[Opening Input material section]

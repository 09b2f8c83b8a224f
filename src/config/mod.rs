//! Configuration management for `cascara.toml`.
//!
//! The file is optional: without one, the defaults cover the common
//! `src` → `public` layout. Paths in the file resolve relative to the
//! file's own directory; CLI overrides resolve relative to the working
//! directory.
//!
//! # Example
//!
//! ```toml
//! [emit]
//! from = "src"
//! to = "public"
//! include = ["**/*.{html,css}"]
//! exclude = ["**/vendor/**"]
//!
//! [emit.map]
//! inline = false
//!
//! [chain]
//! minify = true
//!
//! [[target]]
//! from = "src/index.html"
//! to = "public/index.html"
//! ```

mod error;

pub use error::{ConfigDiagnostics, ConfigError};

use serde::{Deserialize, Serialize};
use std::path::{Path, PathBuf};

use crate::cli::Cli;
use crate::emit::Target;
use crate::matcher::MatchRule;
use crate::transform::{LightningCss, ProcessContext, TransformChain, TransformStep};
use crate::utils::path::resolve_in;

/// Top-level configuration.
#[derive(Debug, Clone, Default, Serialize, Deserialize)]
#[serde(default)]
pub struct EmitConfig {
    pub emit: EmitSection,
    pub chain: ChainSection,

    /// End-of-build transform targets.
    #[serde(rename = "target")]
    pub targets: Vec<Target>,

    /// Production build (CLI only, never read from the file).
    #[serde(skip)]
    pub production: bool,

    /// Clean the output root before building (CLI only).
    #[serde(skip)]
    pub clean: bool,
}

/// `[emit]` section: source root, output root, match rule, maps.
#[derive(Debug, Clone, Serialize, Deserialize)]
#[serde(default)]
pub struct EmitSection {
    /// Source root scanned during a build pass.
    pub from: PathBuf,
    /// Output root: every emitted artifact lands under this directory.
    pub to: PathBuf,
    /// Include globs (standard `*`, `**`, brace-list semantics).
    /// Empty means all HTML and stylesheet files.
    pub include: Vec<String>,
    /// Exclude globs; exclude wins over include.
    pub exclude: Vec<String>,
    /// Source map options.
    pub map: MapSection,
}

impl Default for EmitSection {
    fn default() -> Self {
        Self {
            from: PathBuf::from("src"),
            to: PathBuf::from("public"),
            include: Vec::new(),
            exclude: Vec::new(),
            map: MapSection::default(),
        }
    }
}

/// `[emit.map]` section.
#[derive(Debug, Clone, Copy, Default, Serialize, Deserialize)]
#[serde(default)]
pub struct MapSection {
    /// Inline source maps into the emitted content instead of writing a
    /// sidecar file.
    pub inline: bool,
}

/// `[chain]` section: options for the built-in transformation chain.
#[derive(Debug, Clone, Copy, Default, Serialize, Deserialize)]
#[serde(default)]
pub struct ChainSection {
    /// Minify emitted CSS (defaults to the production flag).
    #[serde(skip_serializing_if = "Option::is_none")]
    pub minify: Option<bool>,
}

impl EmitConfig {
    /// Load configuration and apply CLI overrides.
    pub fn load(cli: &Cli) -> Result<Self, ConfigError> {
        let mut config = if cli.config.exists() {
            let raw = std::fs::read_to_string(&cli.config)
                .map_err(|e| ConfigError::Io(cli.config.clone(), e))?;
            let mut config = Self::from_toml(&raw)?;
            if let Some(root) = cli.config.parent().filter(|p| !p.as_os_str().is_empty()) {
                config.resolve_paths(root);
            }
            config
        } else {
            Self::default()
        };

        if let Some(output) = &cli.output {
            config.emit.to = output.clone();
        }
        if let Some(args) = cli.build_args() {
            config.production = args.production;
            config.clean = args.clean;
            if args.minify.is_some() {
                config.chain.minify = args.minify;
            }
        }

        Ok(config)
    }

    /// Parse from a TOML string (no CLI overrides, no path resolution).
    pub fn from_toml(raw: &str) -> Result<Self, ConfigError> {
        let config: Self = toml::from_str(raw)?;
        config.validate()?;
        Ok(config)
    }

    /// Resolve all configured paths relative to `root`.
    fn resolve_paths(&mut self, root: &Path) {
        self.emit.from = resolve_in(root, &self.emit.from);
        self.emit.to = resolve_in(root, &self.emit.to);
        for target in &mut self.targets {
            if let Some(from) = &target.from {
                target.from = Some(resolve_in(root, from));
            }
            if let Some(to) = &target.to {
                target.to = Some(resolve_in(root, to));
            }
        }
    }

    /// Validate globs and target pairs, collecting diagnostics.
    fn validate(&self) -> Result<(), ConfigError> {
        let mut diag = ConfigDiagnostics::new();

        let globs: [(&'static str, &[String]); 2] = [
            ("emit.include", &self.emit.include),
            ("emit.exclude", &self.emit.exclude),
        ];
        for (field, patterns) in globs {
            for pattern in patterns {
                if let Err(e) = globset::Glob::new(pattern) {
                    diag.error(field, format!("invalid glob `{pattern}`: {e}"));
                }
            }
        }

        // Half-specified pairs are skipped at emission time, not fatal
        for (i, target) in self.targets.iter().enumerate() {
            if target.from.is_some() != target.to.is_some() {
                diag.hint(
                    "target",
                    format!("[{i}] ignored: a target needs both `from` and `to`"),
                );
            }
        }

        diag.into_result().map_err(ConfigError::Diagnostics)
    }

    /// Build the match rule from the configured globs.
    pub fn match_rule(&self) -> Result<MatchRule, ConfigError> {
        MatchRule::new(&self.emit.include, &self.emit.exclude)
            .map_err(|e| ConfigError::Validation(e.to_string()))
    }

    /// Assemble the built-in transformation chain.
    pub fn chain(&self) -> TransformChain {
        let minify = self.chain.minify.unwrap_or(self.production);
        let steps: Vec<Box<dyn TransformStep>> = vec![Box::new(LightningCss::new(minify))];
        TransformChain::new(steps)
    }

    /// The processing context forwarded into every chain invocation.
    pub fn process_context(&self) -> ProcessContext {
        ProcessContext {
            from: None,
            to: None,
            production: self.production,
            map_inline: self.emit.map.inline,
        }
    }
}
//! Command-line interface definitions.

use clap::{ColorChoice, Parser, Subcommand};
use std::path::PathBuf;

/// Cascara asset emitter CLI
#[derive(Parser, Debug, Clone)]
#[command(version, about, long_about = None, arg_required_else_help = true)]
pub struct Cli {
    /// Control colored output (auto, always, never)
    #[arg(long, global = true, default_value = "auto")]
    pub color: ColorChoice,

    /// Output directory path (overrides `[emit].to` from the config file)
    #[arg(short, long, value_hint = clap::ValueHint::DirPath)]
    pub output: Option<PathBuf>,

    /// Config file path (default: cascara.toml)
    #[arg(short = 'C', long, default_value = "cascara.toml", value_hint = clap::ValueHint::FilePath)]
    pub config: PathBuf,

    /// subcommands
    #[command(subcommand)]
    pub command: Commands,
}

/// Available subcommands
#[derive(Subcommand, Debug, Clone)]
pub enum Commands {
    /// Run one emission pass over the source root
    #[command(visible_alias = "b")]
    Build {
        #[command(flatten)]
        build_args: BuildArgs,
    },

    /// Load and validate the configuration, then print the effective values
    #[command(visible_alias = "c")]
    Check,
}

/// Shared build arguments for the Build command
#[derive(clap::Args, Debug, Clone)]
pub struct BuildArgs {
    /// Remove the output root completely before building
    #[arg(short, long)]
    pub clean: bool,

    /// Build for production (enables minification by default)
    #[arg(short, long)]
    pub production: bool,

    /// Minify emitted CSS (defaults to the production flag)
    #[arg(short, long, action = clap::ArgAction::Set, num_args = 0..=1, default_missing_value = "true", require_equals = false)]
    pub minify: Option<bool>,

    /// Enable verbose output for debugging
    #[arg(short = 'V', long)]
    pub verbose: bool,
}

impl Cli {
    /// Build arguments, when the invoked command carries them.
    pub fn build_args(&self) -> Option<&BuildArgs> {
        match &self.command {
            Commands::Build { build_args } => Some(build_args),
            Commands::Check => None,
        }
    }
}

[Closing Input material section]

Task statement -
Beginning with the first line above, could you copy every line exactly, up to and including the one with "#[derive(Debug, Clone, Default, Serialize, Deserialize)]"?

Response to the task -
repository 09b2f8c83b8a224f
filename src/config/mod.rs
//! Configuration management for `cascara.toml`.
//!
//! The file is optional: without one, the defaults cover the common
//! `src` → `public` layout. Paths in the file resolve relative to the
//! file's own directory; CLI overrides resolve relative to the working
//! directory.
//!
//! # Example
//!
//! ```toml
//! [emit]
//! from = "src"
//! to = "public"
//! include = ["**/*.{html,css}"]
//! exclude = ["**/vendor/**"]
//!
//! [emit.map]
//! inline = false
//!
//! [chain]
//! minify = true
//!
//! [[target]]
//! from = "src/index.html"
//! to = "public/index.html"
//! ```

mod error;

pub use error::{ConfigDiagnostics, ConfigError};

use serde::{Deserialize, Serialize};
use std::path::{Path, PathBuf};

use crate::cli::Cli;
use crate::emit::Target;
use crate::matcher::MatchRule;
use crate::transform::{LightningCss, ProcessContext, TransformChain, TransformStep};
use crate::utils::path::resolve_in;

/// Top-level configuration.
#[derive(Debug, Clone, Default, Serialize, Deserialize)]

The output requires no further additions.